Jam 2.30 dini hari tadi kami terbangun, oleh suara alarm handphone. Masih bermalas-malasan. Baru jam tiga kami benar-benar terbangun, di bangunkan mas Yusuf. Belum terdengar hiruk
pikuk mobil 4 WD menanjak ke Penanjakan. Tosari masih beristirahat dalam damai. Walaupun telah cukup banyak berdiri rumah-rumah penduduk dan penginapan, desa dikawasan Tengger ini memang masih asri. Pelan-pelan kami mulai bersiap. Pukul 4.10 waktu subuh telah masuk, kami tak melihat mas Yusuf. Akhirnya kami putuskan untuk shalat. Se
telah shalat, mas Yusuf belum juga tampak. Aku memerlukan mengetuk ruang istirahatnya untuk memastikan. Mas Yusuf ternyata tertidur lagi. Mungkin setelah membangunkan kami. Ada rasa bersalah juga, karena membangunkan kami mas Yusuf jadi terlambat mengumandangkan adzan.
Sebelum kami bergegas ke Penanjakan, kami sempatkan berpamitan pada mas Yusuf. Mengucapkan terima kasih dan memberikan tiga cup Popmie pada mas Yusuf. Mungkin tak pantas jika di analogikan sebagai ucapan terima kasih. Setidaknya kami ingin berbagi dengan apa yang kami punya.
Meluncur ke penanjakan melalui jalan gelap selebar tiga meter, bersanding hutan kiri dan kanan, berliku dan licin setelah diguyur hujan, kami memacu kendaraan pelan. Baru berjalan sekitar 4 Km kami melintasi portal kawasan wisata Penanjakan, membayar retribusi sebesar Rp 1.000 untuk tiap sepeda motor. Setelah itu kami menanjak lagi kira-kira sepanjang 15 Km. Selama perjalan sekali-kali kami berjumpa dengan masyrakat sekitar yang berjalan kaki, mungkin akan ke ladang, kiraku. Ada pula yang bersepeda motor, tanpa lampu. sungguh hebat pikirku. Tentunya ia penduduk lokal. Karena barang tentu ia sudah hapal jalan dan medan yang ia lalui. Pukul lima kami tiba di Penanjakan, sebelum sang surya muncuat ke permukaan. Kami parkir. Tarif parkir sepeda motor adalah Rp 5.000 per motor. Cuaca sedang bersahabat. Langit cerah seusai hujan semenjak kemarin.

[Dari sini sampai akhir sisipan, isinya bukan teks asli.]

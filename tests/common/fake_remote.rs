//! An in-process [`RemoteObject`] serving a fixed body, with scriptable
//! failures. Stands in for a concrete transport (HTTP, a cloud-storage
//! API) the way `range_server` stands in for a live download source in
//! the engine this crate's testing style is modelled on, adapted to an
//! in-process fake since no concrete transport is in scope here.

use std::collections::{HashMap, HashSet};
use std::io::Cursor;
use std::pin::Pin;
use std::sync::Mutex;
use std::task::{Context, Poll};
use std::time::Duration;

use async_trait::async_trait;
use tokio::io::{AsyncRead, ReadBuf};
use tokio_util::sync::CancellationToken;

use largefile::{
    ByteRange, Component, Digest, DigestAlgorithm, DigestHasher, Error, Reader, RemoteObject,
    RetryToken,
};

struct MemReader(Cursor<Vec<u8>>);

impl AsyncRead for MemReader {
    fn poll_read(
        mut self: Pin<&mut Self>,
        _cx: &mut Context<'_>,
        buf: &mut ReadBuf<'_>,
    ) -> Poll<std::io::Result<()>> {
        let n = std::io::Read::read(&mut self.0, buf.initialize_unfilled())?;
        buf.advance(n);
        Poll::Ready(Ok(()))
    }
}

struct FakeToken {
    retryable: bool,
}

impl RetryToken for FakeToken {
    fn is_retryable(&self) -> bool {
        self.retryable
    }

    fn backoff_duration(&self) -> Option<Duration> {
        None
    }
}

/// A deterministic in-memory remote object. Ranges can be scripted to fail
/// a fixed number of times before succeeding, or to fail forever.
pub struct FakeRemote {
    body: Vec<u8>,
    block_size: u64,
    digest: Option<Digest>,
    transient_failures: Mutex<HashMap<u64, u32>>,
    permanent_failures: Mutex<HashSet<u64>>,
    delays: Mutex<HashMap<u64, Duration>>,
}

impl FakeRemote {
    pub fn new(body: Vec<u8>, block_size: u64) -> Self {
        FakeRemote {
            body,
            block_size,
            digest: None,
            transient_failures: Mutex::new(HashMap::new()),
            permanent_failures: Mutex::new(HashSet::new()),
            delays: Mutex::new(HashMap::new()),
        }
    }

    /// Attaches a digest computed over the whole body, as a remote source
    /// that publishes a checksum alongside its content would.
    pub fn with_digest(mut self, algorithm: DigestAlgorithm) -> Self {
        let mut hasher = DigestHasher::new(algorithm);
        hasher.update(&self.body);
        self.digest = Some(hasher.finalize());
        self
    }

    /// The block starting at `offset` fails `count` times with a retryable
    /// error before succeeding.
    pub fn fail_transiently(self, offset: u64, count: u32) -> Self {
        self.transient_failures.lock().unwrap().insert(offset, count);
        self
    }

    /// The block starting at `offset` always fails with a non-retryable
    /// error.
    pub fn fail_permanently(self, offset: u64) -> Self {
        self.permanent_failures.lock().unwrap().insert(offset);
        self
    }

    /// The block starting at `offset` sleeps for `duration` before
    /// returning, letting tests force a deterministic arrival order.
    pub fn delay(self, offset: u64, duration: Duration) -> Self {
        self.delays.lock().unwrap().insert(offset, duration);
        self
    }
}

#[async_trait]
impl RemoteObject for FakeRemote {
    fn name(&self) -> &str {
        "fake"
    }

    fn content_length_and_block_size(&self) -> (u64, u64) {
        (self.body.len() as u64, self.block_size)
    }

    fn digest(&self) -> Option<Digest> {
        self.digest.clone()
    }

    async fn get_range(
        &self,
        _cancel: &CancellationToken,
        range: ByteRange,
    ) -> Result<Reader, (Error, Box<dyn RetryToken>)> {
        if self.permanent_failures.lock().unwrap().contains(&range.from) {
            return Err((
                Error::internal(Component::Download, anyhow::anyhow!("scripted permanent failure for {range}")),
                Box::new(FakeToken { retryable: false }),
            ));
        }
        {
            let mut remaining = self.transient_failures.lock().unwrap();
            if let Some(n) = remaining.get_mut(&range.from) {
                if *n > 0 {
                    *n -= 1;
                    return Err((
                        Error::internal(Component::Download, anyhow::anyhow!("scripted transient failure for {range}")),
                        Box::new(FakeToken { retryable: true }),
                    ));
                }
            }
        }
        let delay = self.delays.lock().unwrap().get(&range.from).copied();
        if let Some(d) = delay {
            tokio::time::sleep(d).await;
        }
        let slice = self.body[range.from as usize..=range.to as usize].to_vec();
        Ok(Box::new(MemReader(Cursor::new(slice))))
    }
}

Ramai. Penanjakan telah ramai dipadati turis lokal maupun manca. Hardtop bersandar dimana-mana. Memadati jalan kecil itu. Belum lagi sepeda motor. "seperti pasar malam" komentar dhipta.
Perkiraanku, tak kurang dari 300 orang yang memadati lokasi itu, Penanjakan, untuk menyaksikan matahari terbit. Ya, Peristiwa inilah yang tentunya dinantikan setiap pengunjung Penanjakan. Bukan sekedar melihat matahari terbit, namun lebih-lebih poin utamanya adalah ketika matahari terbit menerpa tiga gunung. Bromo, Batok, dan Semeru.

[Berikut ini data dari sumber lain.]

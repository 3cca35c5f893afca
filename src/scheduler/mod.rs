//! The generator/worker-pool core shared by `CachingDownloader` and
//! `StreamingDownloader`.
//!
//! Translates this crate's `std::thread` + `std::sync::mpsc` concurrent
//! downloader (one generator thread feeding a bounded queue, N worker
//! threads draining it) into `tokio::task::spawn` over a `flume` bounded
//! channel, since async suspension points — rate-limiter waits, retry
//! backoff, cancellation — replace the blocking curl calls the original
//! workers made.

pub mod backoff;
pub mod stats;

use std::sync::Arc;
use std::time::Duration;

use async_trait::async_trait;
use bytes::BytesMut;
use tokio::io::AsyncReadExt;
use tokio::sync::mpsc;
use tokio_util::sync::CancellationToken;

use crate::buffer_pool::BufferPool;
use crate::byte_range::ByteRange;
use crate::error::{Component, Error};
use crate::remote::{RemoteObject, Reader};

pub use backoff::BackoffPolicy;
pub use stats::{DownloadStats, DownloadStatus};
pub(crate) use stats::DownloadStatsInner;

/// Throttles worker fetches. The default does nothing.
#[async_trait]
pub trait RateLimiter: Send + Sync {
    async fn wait(&self, cancel: &CancellationToken) -> Result<(), Error>;
}

pub struct NoopRateLimiter;

#[async_trait]
impl RateLimiter for NoopRateLimiter {
    async fn wait(&self, _cancel: &CancellationToken) -> Result<(), Error> {
        Ok(())
    }
}

/// Supplies the generator task with the next range to fetch, or `None`
/// once nothing is currently outstanding.
#[async_trait]
pub trait OutstandingRanges: Send + Sync {
    async fn next(&self) -> Option<ByteRange>;
}

/// A successfully fetched range.
pub struct Response {
    pub range: ByteRange,
    pub data: BytesMut,
}

/// Consumes a completed fetch. Caching writes it to disk; streaming feeds
/// it to the reorder buffer.
#[async_trait]
pub trait ResponseHandler: Send + Sync {
    async fn handle(&self, response: Response) -> Result<(), Error>;
}

/// Decides what happens to a range whose retry budget is exhausted.
/// `CachingDownloader` always propagates; `StreamingDownloader` in
/// wait-for-completion mode instead records the range for re-issue.
#[async_trait]
pub trait RetryErrorHandler: Send + Sync {
    async fn on_exhausted(&self, range: ByteRange, err: Error) -> Result<(), Error>;
}

/// Tunables for a [`Scheduler`] run. Every field has a default, the same
/// shape as this crate's other `*Policy`/`*Config` structs.
#[derive(Clone)]
pub struct SchedulerOptions {
    /// `None` resolves to the host's available parallelism.
    pub concurrency: Option<usize>,
    pub rate_limiter: Arc<dyn RateLimiter>,
    pub backoff: BackoffPolicy,
    pub progress: Option<mpsc::Sender<DownloadStats>>,
    /// Bound on how long the final progress snapshot may block on a full
    /// channel before the run gives up on delivering it.
    pub progress_send_timeout: Duration,
}

impl Default for SchedulerOptions {
    fn default() -> Self {
        SchedulerOptions {
            concurrency: None,
            rate_limiter: Arc::new(NoopRateLimiter),
            backoff: BackoffPolicy::default(),
            progress: None,
            progress_send_timeout: Duration::from_secs(5),
        }
    }
}

impl SchedulerOptions {
    pub fn resolved_concurrency(&self) -> usize {
        self.concurrency.unwrap_or_else(|| {
            std::thread::available_parallelism()
                .map(|n| n.get())
                .unwrap_or(4)
        })
    }
}

/// Drives one generator task and a pool of worker tasks over a remote
/// object until a source of outstanding ranges runs dry.
pub struct Scheduler {
    remote: Arc<dyn RemoteObject>,
    options: SchedulerOptions,
}

impl Scheduler {
    pub fn new(remote: Arc<dyn RemoteObject>, options: SchedulerOptions) -> Self {
        Scheduler { remote, options }
    }

    /// Runs a single pass: drains `source` until it reports no more
    /// outstanding ranges (or the run is cancelled / hits a fatal error).
    pub async fn run_iteration(
        &self,
        source: Arc<dyn OutstandingRanges>,
        handler: Arc<dyn ResponseHandler>,
        retry_handler: Arc<dyn RetryErrorHandler>,
        pool: Arc<BufferPool>,
        stats: Arc<DownloadStatsInner>,
        cancel: CancellationToken,
    ) -> Result<(), Error> {
        stats.inc_iterations();
        let concurrency = self.options.resolved_concurrency();
        let (tx, rx) = flume::bounded::<ByteRange>(concurrency);

        let generator = tokio::spawn(generator_loop(source, tx, cancel.clone()));

        let mut workers = Vec::with_capacity(concurrency);
        for _ in 0..concurrency {
            let ctx = WorkerContext {
                remote: self.remote.clone(),
                rx: rx.clone(),
                handler: handler.clone(),
                retry_handler: retry_handler.clone(),
                pool: pool.clone(),
                stats: stats.clone(),
                rate_limiter: self.options.rate_limiter.clone(),
                backoff: self.options.backoff,
                cancel: cancel.clone(),
                progress: self.options.progress.clone(),
            };
            workers.push(tokio::spawn(worker_loop(ctx)));
        }
        drop(rx);

        generator
            .await
            .map_err(|e| Error::internal(Component::Download, e))?;

        let mut first_err: Option<Error> = None;
        for w in workers {
            let outcome = w.await.map_err(|e| Error::internal(Component::Download, e))?;
            if let Err(e) = outcome {
                if first_err.is_none() {
                    first_err = Some(e);
                }
            }
        }

        match first_err {
            Some(e) => Err(e),
            None => Ok(()),
        }
    }
}

async fn generator_loop(
    source: Arc<dyn OutstandingRanges>,
    tx: flume::Sender<ByteRange>,
    cancel: CancellationToken,
) {
    loop {
        let next = tokio::select! {
            _ = cancel.cancelled() => return,
            n = source.next() => n,
        };
        let range = match next {
            Some(r) => r,
            None => return,
        };
        let sent = tokio::select! {
            _ = cancel.cancelled() => return,
            r = tx.send_async(range) => r,
        };
        if sent.is_err() {
            return;
        }
    }
}

struct WorkerContext {
    remote: Arc<dyn RemoteObject>,
    rx: flume::Receiver<ByteRange>,
    handler: Arc<dyn ResponseHandler>,
    retry_handler: Arc<dyn RetryErrorHandler>,
    pool: Arc<BufferPool>,
    stats: Arc<DownloadStatsInner>,
    rate_limiter: Arc<dyn RateLimiter>,
    backoff: BackoffPolicy,
    cancel: CancellationToken,
    progress: Option<mpsc::Sender<DownloadStats>>,
}

enum FetchOutcome {
    Data(BytesMut),
    Exhausted(Error),
    Fatal(Error),
    Cancelled,
}

async fn worker_loop(ctx: WorkerContext) -> Result<(), Error> {
    while let Ok(range) = ctx.rx.recv_async().await {
        if ctx.cancel.is_cancelled() {
            return Err(Error::Cancelled);
        }
        if let Err(e) = ctx.rate_limiter.wait(&ctx.cancel).await {
            ctx.cancel.cancel();
            return Err(e);
        }

        match fetch_with_retry(&ctx, range).await {
            FetchOutcome::Data(buf) => {
                ctx.stats.add_downloaded(buf.len() as u64);
                if let Err(e) = ctx.handler.handle(Response { range, data: buf }).await {
                    ctx.cancel.cancel();
                    return Err(e);
                }
                report_progress(&ctx);
            }
            FetchOutcome::Exhausted(err) => {
                if let Err(e) = ctx.retry_handler.on_exhausted(range, err).await {
                    ctx.cancel.cancel();
                    return Err(e);
                }
            }
            FetchOutcome::Fatal(err) => {
                ctx.cancel.cancel();
                return Err(err);
            }
            FetchOutcome::Cancelled => return Err(Error::Cancelled),
        }
    }
    Ok(())
}

async fn fetch_with_retry(ctx: &WorkerContext, range: ByteRange) -> FetchOutcome {
    let mut attempt = 1u32;
    loop {
        if ctx.cancel.is_cancelled() {
            return FetchOutcome::Cancelled;
        }
        match ctx.remote.get_range(&ctx.cancel, range).await {
            Ok(reader) => {
                return match read_full(reader, range.len() as usize, &ctx.pool).await {
                    Ok(buf) => FetchOutcome::Data(buf),
                    Err(e) => FetchOutcome::Fatal(e),
                };
            }
            Err((err, token)) => {
                ctx.stats.inc_errors();
                if !token.is_retryable() {
                    return FetchOutcome::Exhausted(err);
                }
                let delay = token.backoff_duration().or_else(|| ctx.backoff.next_delay(attempt));
                let delay = match delay {
                    Some(d) => d,
                    None => return FetchOutcome::Exhausted(err),
                };
                ctx.stats.inc_retries();
                tokio::select! {
                    _ = ctx.cancel.cancelled() => return FetchOutcome::Cancelled,
                    _ = tokio::time::sleep(delay) => {}
                }
                attempt += 1;
            }
        }
    }
}

async fn read_full(mut reader: Reader, len: usize, pool: &BufferPool) -> Result<BytesMut, Error> {
    let mut buf = pool.acquire(len);
    buf.resize(len, 0);
    let mut filled = 0usize;
    while filled < len {
        let n = reader
            .read(&mut buf[filled..])
            .await
            .map_err(|e| Error::internal(Component::Download, e))?;
        if n == 0 {
            return Err(Error::internal(
                Component::Download,
                anyhow::anyhow!("short read: {filled} of {len} bytes"),
            ));
        }
        filled += n;
    }
    Ok(buf)
}

fn report_progress(ctx: &WorkerContext) {
    if let Some(tx) = &ctx.progress {
        let _ = tx.try_send(ctx.stats.snapshot());
    }
}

Untuk menikmati peristiwa alam yang indah ini para pengunjung dapat memanfaatkan semacam balkon yang telah disediakan. Balkon ini kira-kira tak lebih besar dari lapangan basket. Ya, seperti perkiraanku, tak kurang ada 300 orang yang berada di balkon itu. Suasana takjub.Bagi kamu yang menyenangi fotografi, sebenarnya ada beberapa spot menarik yang bisa di eksplorasi. Terutama jika malas beradu dengan ramainya pengunjung. Pertama, kiranya kamu perlu turun kesamping kanan balkon. Di dekat Antena Rally milik Kodam Brawijaya. Bisa terus turun hingga pinggir tebing. yang pasti viewnya tak kalah bagus, dan tak perlu berdesak-desakan. Kedua, Tak perlu sampai ke Penanjakan.
Kira-kira 2 Km sebelum Penanjakan ada dataran tinggi yang bisa di naiki. Viewnya cukup baik juga. Walaupun kami tak melakoninya, Sayang sekali.
Perpaduan peristiwa alam itu semakin memeseona, ketika Bromo dan Semeru menyemburkan abu vulkaniknya. Dan semua mengaguminya. Indonesia.